Traditionally, companies have employed standard anomaly detection techniques and temporal modeling to attempt to classify various types of fraudulent behavior from these logs. These techniques do work with varying degrees of accuracy, but as in the case of all fraud, criminal techniques are constantly evolving. Expero employs a bleeding edge architecture for performing internal bad actor anomaly detection which can be used in concert with these traditional techniques. The secret sauce is as follows.

Detecting Internal Bad Actors

The information known as priori in this analysis is:


  1. The medical professionals working in the clinic. The information we have on these individuals is fairly complete from an analysis standpoint. We have a timestamped log of all their transactions with patient records, their specific medical credentials and system access levels, and we also know some demographic information about each individual (which we will ignore in this article).
  2. The patients treated in the clinic. There exists exhaustive information about each of these individuals, but because data privacy is of paramount important in the healthcare domain, we’ll only be working with the following: an obfuscated patient ID, a (potentially time-shifted for obfuscation) time stamp indicating a change has occurred to the medical record, and some limited information about the patient’s medical history and/or their current ailment. We choose to use this medical condition information as “side information” in our analysis.


We extract the information on each of these patients and clinicians by selecting data for each clinician from a graph database. Because the patient-clinician relationships within one medical facility can be devilishly intertwined, storing this information in a graph database is ideal. When we perform the extraction, we simply issue the query, “return all the patients within X hops of each clinician.” In this article, we examine only the case where X equals 1, though as you can imagine, when you increase the X distance you can uncover extremely complex and subtle interactions in the medical facility.
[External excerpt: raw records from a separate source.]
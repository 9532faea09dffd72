use proptest::prelude::*;
use rand::SeedableRng;
use rand::rngs::StdRng;

use replier_core::config::{DialogConfig, GenerationConfig, IndexOptions};
use replier_core::lang::stemmer::SnowballStemmer;
use replier_core::lang::tokenizer::Tokenizer;
use replier_core::model::backward::BackwardExtender;
use replier_core::model::corpus_index::CorpusIndex;
use replier_core::model::dialog::DialogState;
use replier_core::model::render::render;
use replier_core::model::token::{Sentence, Token};
use replier_core::{Bigram, Engine, Seed};

fn build_index(lines: &[String]) -> (CorpusIndex, Tokenizer) {
	let tokenizer = Tokenizer::new().expect("tokenizer pattern");
	let index = CorpusIndex::build(lines, &tokenizer, &SnowballStemmer::russian(), &IndexOptions::default());
	(index, tokenizer)
}

fn quiet_engine(lines: &[String]) -> Engine {
	let mut config = GenerationConfig::default();
	config.set_prepend_probability(0.0).expect("valid probability");
	Engine::new(lines, config).expect("engine")
}

/// Lines whose words never repeat, anywhere in the corpus.
fn acyclic_corpus() -> impl Strategy<Value = Vec<String>> {
	prop::collection::vec(prop::collection::vec("[а-я]{1,4}", 2..8), 1..6).prop_map(|lines| {
		lines
			.into_iter()
			.enumerate()
			.map(|(i, words)| {
				words
					.into_iter()
					.enumerate()
					.map(|(j, word)| format!("{word}{i}x{j}"))
					.collect::<Vec<_>>()
					.join(" ")
			})
			.collect()
	})
}

proptest! {
	#![proptest_config(ProptestConfig::with_cases(48))]

	#[test]
	fn every_trigram_is_indexed_both_ways(lines in prop::collection::vec("[абвг ]{0,16}", 1..8)) {
		let (index, tokenizer) = build_index(&lines);

		for line in &lines {
			for window in tokenizer.line_tokens(line).windows(3) {
				let (a, b, c) = (&window[0], &window[1], &window[2]);
				let forward = index.forward(&Bigram(a.clone(), b.clone()));
				let backward = index.backward(&Bigram(b.clone(), c.clone()));
				prop_assert!(forward.is_some_and(|t| t.contains(c)));
				prop_assert!(backward.is_some_and(|t| t.contains(a)));
			}
		}

		// Duplicates are kept: one list entry per trigram occurrence
		let trigrams = index.stats().trigrams;
		prop_assert_eq!(index.forward_entries().map(|(_, t)| t.len()).sum::<usize>(), trigrams);
		prop_assert_eq!(index.backward_entries().map(|(_, t)| t.len()).sum::<usize>(), trigrams);
	}

	#[test]
	fn seeds_open_lines_and_continue(lines in prop::collection::vec("[абвгд ]{0,20}", 1..10)) {
		let (index, _) = build_index(&lines);
		for (_, seed) in index.seeds() {
			prop_assert!(seed.is_line_initial());
			prop_assert!(index.has_continuation(seed));
		}
	}

	#[test]
	fn forward_walk_ends_on_the_original_line(lines in acyclic_corpus(), seed in any::<u64>()) {
		let engine = quiet_engine(&lines);
		let mut rng = StdRng::seed_from_u64(seed);

		for line in &lines {
			let first = line.split(' ').next().unwrap_or_default();
			let tokens = vec![Token::LineStart, Token::from(first)];
			let message = engine.generate_message(Some(Seed::TokenSequence(tokens)), &mut rng);
			prop_assert_eq!(message.as_deref(), Some(line.as_str()));
		}
	}

	#[test]
	fn backward_walk_is_bounded(
		lines in prop::collection::vec("[аб .]{0,24}", 1..8),
		limit in 0usize..6,
		seed in any::<u64>()
	) {
		let (index, _) = build_index(&lines);
		let extender = BackwardExtender::new(limit);
		let mut rng = StdRng::seed_from_u64(seed);

		for (key, _) in index.backward_entries() {
			let mut sentence = Sentence::from(key.clone());
			let prepended = extender.extend(&index, &mut sentence, &mut rng);

			let tokens = sentence.into_tokens();
			prop_assert_eq!(tokens.len(), prepended + 2);
			let words = tokens[..prepended].iter().filter(|t| !t.is_line_start()).count();
			prop_assert!(words <= limit + 1, "prepended {} words with limit {}", words, limit);
		}
	}
}

#[test]
fn renders_single_words_and_fullstops() {
	assert_eq!(render(&[Token::from("привет")]), "привет");
	assert_eq!(render(&[Token::from("мама"), Token::LineStart, Token::from("мыла")]), "мама. мыла");
}

#[test]
fn relevance_falls_back_to_any_message() {
	let engine = quiet_engine(&["кошка спит на окне".to_owned(), "собака лает".to_owned()]);
	let mut rng = StdRng::seed_from_u64(5);

	assert!(engine.generate_message_with_pos_tagging("и в на", &mut rng).is_none());
	assert!(engine.generate_message(None, &mut rng).is_some_and(|m| !m.is_empty()));
}

#[test]
fn dialog_decays_after_six_responses() {
	let config = DialogConfig::default();
	let mut dialog = DialogState::new();
	for _ in 0..6 {
		dialog.record(&config, true);
	}
	assert_eq!(dialog.consecutive_response_count(), 0);
}

#[test]
fn single_line_corpus_is_reproduced() {
	let engine = Engine::new(&["привет как дела"], GenerationConfig::default()).expect("engine");
	for seed in 0..20 {
		let mut rng = StdRng::seed_from_u64(seed);
		assert_eq!(engine.generate_message(None, &mut rng).as_deref(), Some("привет как дела"));
	}
}
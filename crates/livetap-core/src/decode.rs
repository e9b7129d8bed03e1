use std::io::Read;

use crate::error::CaptureError;
use crate::packet::Packet;
use crate::source::{PacketSource, PcapStreamSource};

/// Lazy decoder from a capture byte stream to `Packet` records.
///
/// The packet-count limit is enforced here: once it is reached no further
/// bytes are read from the stream.
///
/// # Examples
/// ```
/// use std::io::Cursor;
///
/// use livetap_core::PacketDecoder;
///
/// let mut decoder = PacketDecoder::new(Cursor::new(Vec::new()), Some(5), false);
/// assert!(decoder.next_packet()?.is_none());
/// # Ok::<(), livetap_core::CaptureError>(())
/// ```
pub struct PacketDecoder<R: Read> {
    source: PcapStreamSource<R>,
    remaining: Option<usize>,
    only_summaries: bool,
    decoded: u64,
    done: bool,
}

impl<R: Read> PacketDecoder<R> {
    pub fn new(reader: R, packet_count: Option<usize>, only_summaries: bool) -> Self {
        Self {
            source: PcapStreamSource::new(reader),
            remaining: packet_count,
            only_summaries,
            decoded: 0,
            done: false,
        }
    }

    /// Number of packets produced so far.
    pub fn decoded(&self) -> u64 {
        self.decoded
    }

    /// Whether the packet-count limit has been reached.
    pub fn limit_reached(&self) -> bool {
        self.remaining == Some(0)
    }

    /// Whether the stream carried a capture header, even one with no
    /// packets after it.
    pub fn header_seen(&self) -> bool {
        self.source.header_seen()
    }

    /// Decode the next packet, or `None` once the limit or end of stream is
    /// reached. After an error the decoder yields nothing further.
    pub fn next_packet(&mut self) -> Result<Option<Packet>, CaptureError> {
        if self.done || self.remaining == Some(0) {
            return Ok(None);
        }
        let event = match self.source.next_packet() {
            Ok(Some(event)) => event,
            Ok(None) => {
                self.done = true;
                return Ok(None);
            }
            Err(err) => {
                self.done = true;
                return Err(err.into());
            }
        };
        if let Some(remaining) = self.remaining.as_mut() {
            *remaining -= 1;
        }
        self.decoded += 1;
        Ok(Some(Packet::from_event(
            self.decoded,
            event,
            self.only_summaries,
        )))
    }
}

impl<R: Read> Iterator for PacketDecoder<R> {
    type Item = Result<Packet, CaptureError>;

    fn next(&mut self) -> Option<Self::Item> {
        self.next_packet().transpose()
    }
}
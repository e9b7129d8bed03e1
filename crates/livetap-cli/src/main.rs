use std::fs;
use std::io::{self, Write};
use std::path::{Path, PathBuf};
use std::process::ExitCode;
use std::sync::atomic::{AtomicBool, Ordering};
use std::thread;
use std::time::Duration;

use anyhow::Context;
use clap::{Args, Parser, Subcommand};
use glob::Pattern;
use livetap_core::{
    CaptureConfig, CaptureError, CaptureLauncher, CaptureSession, DEFAULT_TSHARK, Interrupt,
    PacketStream, PacketSummary, Report, TsharkLauncher, build_report,
};
use log::{LevelFilter, info};
use serde::Serialize;

const INTERRUPT_POLL: Duration = Duration::from_millis(100);

const LONG_VERSION: &str = concat!(
    env!("CARGO_PKG_VERSION"),
    " (",
    env!("LIVETAP_BUILD_COMMIT"),
    " ",
    env!("LIVETAP_BUILD_DATE"),
    ")"
);

#[derive(Parser, Debug)]
#[command(name = "livetap")]
#[command(version, long_version = LONG_VERSION)]
#[command(
    about = "Live packet capture controller driving tshark.",
    long_about = None,
    after_help = "Examples:\n  livetap capture sniff -i eth0 -c 100 --timeout 10 -o report.json\n  livetap capture stream -i 'en*' -f 'udp port 53'\n  livetap capture interfaces"
)]
struct Cli {
    #[command(subcommand)]
    command: Commands,
}

#[derive(Subcommand, Debug)]
enum Commands {
    /// Live capture operations.
    Capture {
        #[command(subcommand)]
        command: CaptureCommands,
    },
}

#[derive(Subcommand, Debug)]
enum CaptureCommands {
    /// Capture until the packet count, the timeout or Ctrl-C and write a JSON report.
    Sniff {
        #[command(flatten)]
        capture: CaptureArgs,

        /// Stop after this many packets
        #[arg(short = 'c', long = "count", value_name = "N")]
        count: Option<usize>,

        /// Stop after this many seconds
        #[arg(long, value_name = "SECS")]
        timeout: Option<f64>,

        #[command(flatten)]
        output: OutputArgs,
    },
    /// Print one JSON summary line per packet as packets arrive.
    Stream {
        #[command(flatten)]
        capture: CaptureArgs,

        /// Stop after this many packets
        #[arg(short = 'c', long = "count", value_name = "N")]
        count: Option<usize>,

        /// Suppress non-error output
        #[arg(long)]
        quiet: bool,
    },
    /// Print the parameters tshark would be started with, one per line.
    Params {
        #[command(flatten)]
        capture: CaptureArgs,

        /// Packet count the parameters are built for
        #[arg(short = 'c', long = "count", value_name = "N")]
        count: Option<usize>,
    },
    /// List the interfaces tshark can capture on.
    Interfaces {
        /// tshark executable
        #[arg(long, env = "LIVETAP_TSHARK", default_value = DEFAULT_TSHARK)]
        tshark: PathBuf,
    },
}

#[derive(Args, Debug)]
struct CaptureArgs {
    /// Interface name or glob pattern (repeatable; default: all interfaces)
    #[arg(short = 'i', long = "interface", value_name = "IFACE")]
    interfaces: Vec<String>,

    /// Capture (BPF) filter
    #[arg(short = 'f', long = "filter", value_name = "BPF")]
    filter: Option<String>,

    /// Keep packet summaries only
    #[arg(long)]
    summaries: bool,

    /// Extra tshark parameter appended after the base parameters (repeatable)
    #[arg(long = "extra", value_name = "PARAM", allow_hyphen_values = true)]
    extra: Vec<String>,

    /// tshark executable
    #[arg(long, env = "LIVETAP_TSHARK", default_value = DEFAULT_TSHARK)]
    tshark: PathBuf,
}

#[derive(Args, Debug)]
struct OutputArgs {
    /// Output report path (JSON)
    #[arg(short = 'o', long, required_unless_present = "stdout")]
    report: Option<PathBuf>,

    /// Write JSON report to stdout
    #[arg(long, conflicts_with = "report")]
    stdout: bool,

    /// Pretty-print JSON output
    #[arg(long, conflicts_with = "compact")]
    pretty: bool,

    /// Compact JSON output (default)
    #[arg(long)]
    compact: bool,

    /// Suppress non-error output
    #[arg(long)]
    quiet: bool,
}

fn main() -> ExitCode {
    let cli = Cli::parse();

    let result = match cli.command {
        Commands::Capture { command } => match command {
            CaptureCommands::Sniff {
                capture,
                count,
                timeout,
                output,
            } => {
                init_logging(output.quiet);
                cmd_capture_sniff(capture, count, timeout, output)
            }
            CaptureCommands::Stream {
                capture,
                count,
                quiet,
            } => {
                init_logging(quiet);
                cmd_capture_stream(capture, count, quiet)
            }
            CaptureCommands::Params { capture, count } => {
                init_logging(true);
                cmd_capture_params(capture, count)
            }
            CaptureCommands::Interfaces { tshark } => {
                init_logging(true);
                cmd_capture_interfaces(&tshark)
            }
        },
    };

    match result {
        Ok(()) => ExitCode::SUCCESS,
        Err(err) => {
            eprintln!("error: {}", err.message);
            if let Some(hint) = err.hint {
                eprintln!("hint: {}", hint);
            }
            ExitCode::from(2)
        }
    }
}

fn init_logging(quiet: bool) {
    let level = if quiet {
        LevelFilter::Error
    } else {
        LevelFilter::Info
    };
    env_logger::Builder::new()
        .filter_level(level)
        .parse_default_env()
        .format_target(false)
        .init();
}

#[derive(Debug)]
struct CliError {
    message: String,
    hint: Option<String>,
}

impl CliError {
    fn new(message: impl Into<String>, hint: Option<String>) -> Self {
        Self {
            message: message.into(),
            hint,
        }
    }
}

impl std::fmt::Display for CliError {
    fn fmt(&self, f: &mut std::fmt::Formatter<'_>) -> std::fmt::Result {
        write!(f, "{}", self.message)
    }
}

impl std::error::Error for CliError {}

impl From<anyhow::Error> for CliError {
    fn from(err: anyhow::Error) -> Self {
        CliError::new(err.to_string(), None)
    }
}

impl From<CaptureError> for CliError {
    fn from(err: CaptureError) -> Self {
        let hint = match &err {
            CaptureError::SubprocessStart { .. } => {
                Some("install tshark or point --tshark / LIVETAP_TSHARK at it".to_string())
            }
            CaptureError::InterfaceQuery(_) => {
                Some("check that tshark can list interfaces (`tshark -D`)".to_string())
            }
            CaptureError::ProcessFailed { .. } => Some(
                "check the interface name, the capture filter and capture permissions".to_string(),
            ),
            CaptureError::Decode(_) => {
                Some("tshark wrote an unexpected stream; check --extra parameters".to_string())
            }
            CaptureError::Configuration(_) | CaptureError::CancellationDelivery => None,
        };
        CliError::new(err.to_string(), hint)
    }
}

fn cmd_capture_sniff(
    capture: CaptureArgs,
    count: Option<usize>,
    timeout: Option<f64>,
    output: OutputArgs,
) -> Result<(), CliError> {
    let timeout = timeout.map(parse_timeout).transpose()?;
    let report = if output.stdout {
        None
    } else {
        Some(output.report.clone().ok_or_else(|| {
            CliError::new(
                "missing output path",
                Some("use -o/--report or --stdout".to_string()),
            )
        })?)
    };
    if output.pretty && output.compact {
        return Err(CliError::new(
            "cannot use --pretty and --compact together",
            Some("choose one output format".to_string()),
        ));
    }

    let mut session = open_session(&capture)?;
    let outcome = session.sniff(count, timeout)?;
    let rep = build_report(&session, count, Some(outcome));
    let json = serialize_report(&rep, output.pretty)?;

    let Some(report) = report else {
        print!("{}", json);
        return Ok(());
    };
    write_report(&report, &json)?;
    if !output.quiet {
        eprintln!(
            "OK: {} packets captured ({:?}) -> {}",
            outcome.captured,
            outcome.reason,
            report.display()
        );
    }
    Ok(())
}

#[derive(Serialize)]
struct StreamRecord<'a> {
    number: u64,
    #[serde(flatten)]
    summary: &'a PacketSummary,
}

fn cmd_capture_stream(
    capture: CaptureArgs,
    count: Option<usize>,
    quiet: bool,
) -> Result<(), CliError> {
    let mut session = open_session(&capture)?;
    // tshark runs in its own process group; Ctrl-C must be routed to us
    // before it is launched.
    let interrupt = Interrupt::ctrl_c();
    let _armed = interrupt.arm();
    let stream = session.sniff_continuously(count)?;
    let canceller = stream.canceller();
    let finished = AtomicBool::new(false);

    let streamed = thread::scope(|scope| {
        scope.spawn(|| {
            while !finished.load(Ordering::SeqCst) {
                if interrupt.wait_timeout(INTERRUPT_POLL) {
                    info!("interrupted, stopping stream");
                    if let Err(err) = canceller.cancel() {
                        log::debug!("{err}");
                    }
                    break;
                }
            }
        });
        let streamed = print_stream(stream);
        finished.store(true, Ordering::SeqCst);
        streamed
    })?;
    session.cleanup();

    if !quiet {
        eprintln!("OK: {} packets streamed", streamed);
    }
    Ok(())
}

fn print_stream(stream: PacketStream) -> Result<u64, CliError> {
    let stdout = io::stdout();
    let mut out = stdout.lock();
    let mut streamed = 0u64;
    for packet in stream {
        let packet = packet?;
        let summary = packet.summary();
        let line = serde_json::to_string(&StreamRecord {
            number: packet.number,
            summary: &summary,
        })
        .context("JSON serialization failed")?;
        writeln!(out, "{}", line).context("Failed to write to stdout")?;
        out.flush().context("Failed to write to stdout")?;
        streamed += 1;
    }
    Ok(streamed)
}

fn cmd_capture_params(capture: CaptureArgs, count: Option<usize>) -> Result<(), CliError> {
    if count == Some(0) {
        return Err(CliError::new(
            "packet count must be at least 1",
            Some("omit -c/--count to capture without a limit".to_string()),
        ));
    }
    let session = open_session(&capture)?;
    for param in session.get_parameters(count) {
        println!("{}", param);
    }
    Ok(())
}

fn cmd_capture_interfaces(tshark: &Path) -> Result<(), CliError> {
    let interfaces = TsharkLauncher::new(tshark).list_interfaces()?;
    if interfaces.is_empty() {
        return Err(CliError::new(
            "tshark reported no capture interfaces",
            Some("capturing usually needs elevated privileges".to_string()),
        ));
    }
    for name in interfaces {
        println!("{}", name);
    }
    Ok(())
}

fn open_session(capture: &CaptureArgs) -> Result<CaptureSession, CliError> {
    let interfaces = resolve_interfaces(&capture.interfaces, &capture.tshark)?;
    let config = CaptureConfig {
        interfaces,
        bpf_filter: capture.filter.clone(),
        display_filter: None,
        only_summaries: capture.summaries,
        tshark_path: capture.tshark.clone(),
        extra_parameters: capture.extra.clone(),
    };
    CaptureSession::new(config).map_err(|err| match err {
        CaptureError::Configuration(message) => CliError::new(
            message,
            Some("pass -i/--interface; see `livetap capture interfaces`".to_string()),
        ),
        other => other.into(),
    })
}

fn parse_timeout(secs: f64) -> Result<Duration, CliError> {
    if !secs.is_finite() || secs <= 0.0 {
        return Err(CliError::new(
            format!("invalid timeout '{}'", secs),
            Some("use a positive number of seconds".to_string()),
        ));
    }
    Ok(Duration::from_secs_f64(secs))
}

fn serialize_report(rep: &Report, pretty: bool) -> Result<String, CliError> {
    if pretty {
        serde_json::to_string_pretty(rep)
            .context("JSON serialization failed")
            .map_err(Into::into)
    } else {
        serde_json::to_string(rep)
            .context("JSON serialization failed")
            .map_err(Into::into)
    }
}

fn write_report(report: &Path, json: &str) -> Result<(), CliError> {
    if let Some(parent) = report.parent() {
        if !parent.as_os_str().is_empty() {
            fs::create_dir_all(parent).with_context(|| {
                format!("Failed to create output directory: {}", parent.display())
            })?;
        }
    }
    fs::write(report, json)
        .with_context(|| format!("Failed to write report: {}", report.display()))?;
    Ok(())
}

/// Expand glob patterns against the interfaces tshark lists; plain names are
/// kept as given. Order follows the arguments, duplicates are dropped.
fn resolve_interfaces(requested: &[String], tshark: &Path) -> Result<Vec<String>, CliError> {
    if !requested.iter().any(|name| is_glob_pattern(name)) {
        return Ok(requested.to_vec());
    }
    let available = TsharkLauncher::new(tshark).list_interfaces()?;

    let mut resolved: Vec<String> = Vec::new();
    for name in requested {
        if !is_glob_pattern(name) {
            if !resolved.contains(name) {
                resolved.push(name.clone());
            }
            continue;
        }
        let pattern = Pattern::new(name).map_err(|err| {
            CliError::new(
                format!("invalid interface pattern '{}'", name),
                Some(format!("pattern error: {}", err.msg)),
            )
        })?;
        let matches: Vec<&String> = available
            .iter()
            .filter(|candidate| pattern.matches(candidate))
            .collect();
        if matches.is_empty() {
            return Err(CliError::new(
                format!("no interfaces match pattern '{}'", name),
                Some(format!("available: {}", available.join(", "))),
            ));
        }
        for candidate in matches {
            if !resolved.contains(candidate) {
                resolved.push(candidate.clone());
            }
        }
    }
    Ok(resolved)
}

fn is_glob_pattern(input: &str) -> bool {
    input.contains('*') || input.contains('?') || input.contains('[')
}
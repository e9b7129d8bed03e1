use std::io::Read;
use std::sync::{Mutex, MutexGuard, PoisonError};

use log::debug;

use super::{CaptureProcess, ProcessControl, ProcessExit};
use crate::error::CaptureError;

/// What `ProcessSlot::finish` found when a process's output ended.
#[derive(Debug)]
pub(crate) enum ProcessEnd {
    /// The process was already released, by a cancel or a cleanup.
    Released,
    /// The process exit could not be observed.
    Unobserved,
    Exited(ProcessExit),
}

/// Holder for the single capture process a session may have attached.
///
/// Every attach bumps a generation counter. Releases name the generation
/// they were issued for, so a stale cancel handle can never stop a process
/// started by a later run.
pub(crate) struct ProcessSlot {
    state: Mutex<SlotState>,
}

#[derive(Default)]
struct SlotState {
    generation: u64,
    attached: Option<Attached>,
}

struct Attached {
    control: Box<dyn ProcessControl>,
    output: Option<Box<dyn Read + Send>>,
    /// Packet count the process was launched with.
    packet_count: Option<usize>,
}

impl ProcessSlot {
    pub(crate) fn new() -> Self {
        Self {
            state: Mutex::new(SlotState::default()),
        }
    }

    fn lock(&self) -> MutexGuard<'_, SlotState> {
        self.state.lock().unwrap_or_else(PoisonError::into_inner)
    }

    pub(crate) fn is_attached(&self) -> bool {
        self.lock().attached.is_some()
    }

    /// Attach a freshly started process launched with `packet_count` and
    /// return its generation.
    ///
    /// If a process is already attached the new one is terminated and the
    /// existing one is left untouched.
    pub(crate) fn attach(
        &self,
        process: CaptureProcess,
        packet_count: Option<usize>,
    ) -> Result<u64, CaptureError> {
        let (output, control) = process.into_parts();
        let mut state = self.lock();
        if state.attached.is_some() {
            drop(state);
            terminate(Attached {
                control,
                output: Some(output),
                packet_count,
            });
            return Err(CaptureError::Configuration(
                "a capture process is already attached to this session".to_string(),
            ));
        }
        state.generation += 1;
        state.attached = Some(Attached {
            control,
            output: Some(output),
            packet_count,
        });
        Ok(state.generation)
    }

    /// Hand the process output to a single consumer that expects the
    /// process to stop after `packet_count` packets.
    pub(crate) fn take_output(
        &self,
        packet_count: Option<usize>,
    ) -> Result<(u64, Box<dyn Read + Send>), CaptureError> {
        let mut state = self.lock();
        let generation = state.generation;
        let attached = state.attached.as_mut().ok_or_else(|| {
            CaptureError::Configuration("no capture process is attached".to_string())
        })?;
        if attached.packet_count != packet_count {
            return Err(CaptureError::Configuration(format!(
                "the attached capture process was started with packet count {}, not {}",
                describe_count(attached.packet_count),
                describe_count(packet_count)
            )));
        }
        let output = attached.output.take().ok_or_else(|| {
            CaptureError::Configuration("a capture is already in progress on this session".to_string())
        })?;
        Ok((generation, output))
    }

    /// Terminate and detach the process of `generation`, if still attached.
    ///
    /// Returns whether a process was released.
    pub(crate) fn release(&self, generation: u64) -> bool {
        let attached = {
            let mut state = self.lock();
            if state.generation != generation {
                return false;
            }
            state.attached.take()
        };
        match attached {
            Some(attached) => {
                terminate(attached);
                true
            }
            None => false,
        }
    }

    /// Collect the exit of the process of `generation` after its output
    /// ended, then terminate and detach it.
    pub(crate) fn finish(&self, generation: u64) -> ProcessEnd {
        let attached = {
            let mut state = self.lock();
            if state.generation != generation {
                return ProcessEnd::Released;
            }
            state.attached.take()
        };
        let Some(mut attached) = attached else {
            return ProcessEnd::Released;
        };
        let end = match attached.control.wait_exit() {
            Ok(Some(exit)) => ProcessEnd::Exited(exit),
            Ok(None) => ProcessEnd::Unobserved,
            Err(err) => {
                debug!("capture process {:?} exit unknown: {err}", attached.control.id());
                ProcessEnd::Unobserved
            }
        };
        terminate(attached);
        end
    }

    /// Terminate and detach whatever process is attached.
    pub(crate) fn release_current(&self) -> bool {
        let attached = self.lock().attached.take();
        match attached {
            Some(attached) => {
                terminate(attached);
                true
            }
            None => false,
        }
    }
}

impl Drop for ProcessSlot {
    fn drop(&mut self) {
        self.release_current();
    }
}

fn describe_count(packet_count: Option<usize>) -> String {
    match packet_count {
        Some(count) => count.to_string(),
        None => "unlimited".to_string(),
    }
}

fn terminate(attached: Attached) {
    let Attached {
        mut control,
        output,
        ..
    } = attached;
    let pid = control.id();
    if let Err(err) = control.terminate() {
        debug!("capture process {pid:?} cleanup failed: {err}");
    } else {
        debug!("capture process {pid:?} terminated");
    }
    drop(output);
}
The type of analysis we perform in these cases is a derivative of the field of sequential recommender systems. In fact, one may call it a perversion of the field of sequential recommender systems, because it has little to do with recommendations. The analysis starts in the same way, we use a deep learning library to instantiate a high dimensional latent vector embedding layer for each of the patients, and each of the medical professionals.


Figure 2: A sample from a medical record clinician-patient cross interaction matrix used in this fraud analysis.


We train our model against the cross interactions between medical professionals and patients. One (naive) way of building up the cross interaction information is by counting; every time medical professional X interacts with patient record Y, add one to the X/Y intersection point. This is directly correlated to the application of implicit ratings matrices of the recommender system world.


Once we’ve trained against the interaction matrix, we can perform several interesting analysis types. First, we can extract the latent vectors describing the medical professionals and use cosine similarity (or similar techniques) to sort them against their colleagues. This works in an identical way for patients. Using cosine similarity we can find the most similar patients/clinicians, and find the least similar patients/clinicians.


More importantly, we can fill in the rest of the interaction matrix.


Filling in the interaction matrix is equivalent to predicting the number of times each clinician will interact with each patient’s medical record. This is extremely powerful, because once we have this information, we can cross check it with observed data as it streams in in real time. When our comparison algorithm finds that a clinician’s interactions with a patient's record is higher than some threshold (which is dependent on the types of the patients. Remember that side information?), we use our UI to notify an auditor or regulator that this clinician is behaving anomalously, maybe even fraudulently. The regulator then can make the decision whether to investigate further.